**PROBLEM STATEMENT**
Search the entries below. Return every line that has "alpha" in it.

**INFORMATION GIVEN**
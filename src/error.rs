//! Error types.
//!
//! None of the cache operations fail: a miss is an ordinary `None`. Errors
//! only surface from construction-time validation and from the invariant
//! checkers used by tests.
//!
//! - [`ConfigError`]: a constructor parameter is out of range (for example a
//!   negative or NaN hybrid weight).
//! - [`InvariantError`]: `check_invariants` found inconsistent bookkeeping.
//!
//! ```
//! use evictkit::error::ConfigError;
//! use evictkit::policy::hybrid::HybridCache;
//!
//! let ok: Result<HybridCache<u32, u32>, ConfigError> = HybridCache::try_new(8, 0.7, 0.3);
//! assert!(ok.is_ok());
//!
//! let bad = HybridCache::<u32, u32>::try_new(8, -1.0, 0.3);
//! assert!(bad.unwrap_err().to_string().contains("alpha"));
//! ```

use std::fmt;

/// Internal bookkeeping does not match the cache contents.
///
/// Carries a description of the first violated invariant.
#[derive(Debug, Clone, PartialEq, Eq)]
pub struct InvariantError(String);

impl InvariantError {
    #[inline]
    pub fn new(msg: impl Into<String>) -> Self {
        Self(msg.into())
    }

    #[inline]
    pub fn message(&self) -> &str {
        &self.0
    }
}

impl fmt::Display for InvariantError {
    fn fmt(&self, f: &mut fmt::Formatter<'_>) -> fmt::Result {
        f.write_str(&self.0)
    }
}

impl std::error::Error for InvariantError {}

/// A construction parameter failed validation.
///
/// Produced by [`HybridCache::try_new`](crate::policy::hybrid::HybridCache::try_new)
/// and [`CacheBuilder::try_build`](crate::builder::CacheBuilder::try_build).
#[derive(Debug, Clone, PartialEq, Eq)]
pub struct ConfigError(String);

impl ConfigError {
    #[inline]
    pub fn new(msg: impl Into<String>) -> Self {
        Self(msg.into())
    }

    #[inline]
    pub fn message(&self) -> &str {
        &self.0
    }

    /// Rejects weights that are negative, NaN or infinite.
    pub(crate) fn check_weight(name: &str, value: f64) -> Result<(), Self> {
        if value.is_finite() && value >= 0.0 {
            Ok(())
        } else {
            Err(Self(format!(
                "{} must be finite and non-negative, got {}",
                name, value
            )))
        }
    }
}

impl fmt::Display for ConfigError {
    fn fmt(&self, f: &mut fmt::Formatter<'_>) -> fmt::Result {
        f.write_str(&self.0)
    }
}

impl std::error::Error for ConfigError {}

#[cfg(test)]
mod tests {
    use super::*;

    #[test]
    fn invariant_display_shows_message() {
        let err = InvariantError::new("bucket 3 is empty");
        assert_eq!(err.to_string(), "bucket 3 is empty");
        assert_eq!(err.message(), "bucket 3 is empty");
    }

    #[test]
    fn config_display_shows_message() {
        let err = ConfigError::new("beta must be finite");
        assert_eq!(err.to_string(), "beta must be finite");
        assert!(format!("{:?}", err).contains("beta"));
    }

    #[test]
    fn check_weight_accepts_zero_and_large() {
        assert!(ConfigError::check_weight("alpha", 0.0).is_ok());
        assert!(ConfigError::check_weight("alpha", 1e9).is_ok());
    }

    #[test]
    fn check_weight_rejects_bad_values() {
        for bad in [-0.5, f64::NAN, f64::INFINITY, f64::NEG_INFINITY] {
            let err = ConfigError::check_weight("beta", bad).unwrap_err();
            assert!(err.message().starts_with("beta must be"));
        }
    }

    #[test]
    fn both_implement_std_error() {
        fn assert_error<T: std::error::Error>() {}
        assert_error::<InvariantError>();
        assert_error::<ConfigError>();
    }
}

**SOLUTION FOR THIS EXERCISE**
//! assert!(bad.unwrap_err().to_string().contains("alpha"));
        assert!(ConfigError::check_weight("alpha", 0.0).is_ok());
        assert!(ConfigError::check_weight("alpha", 1e9).is_ok());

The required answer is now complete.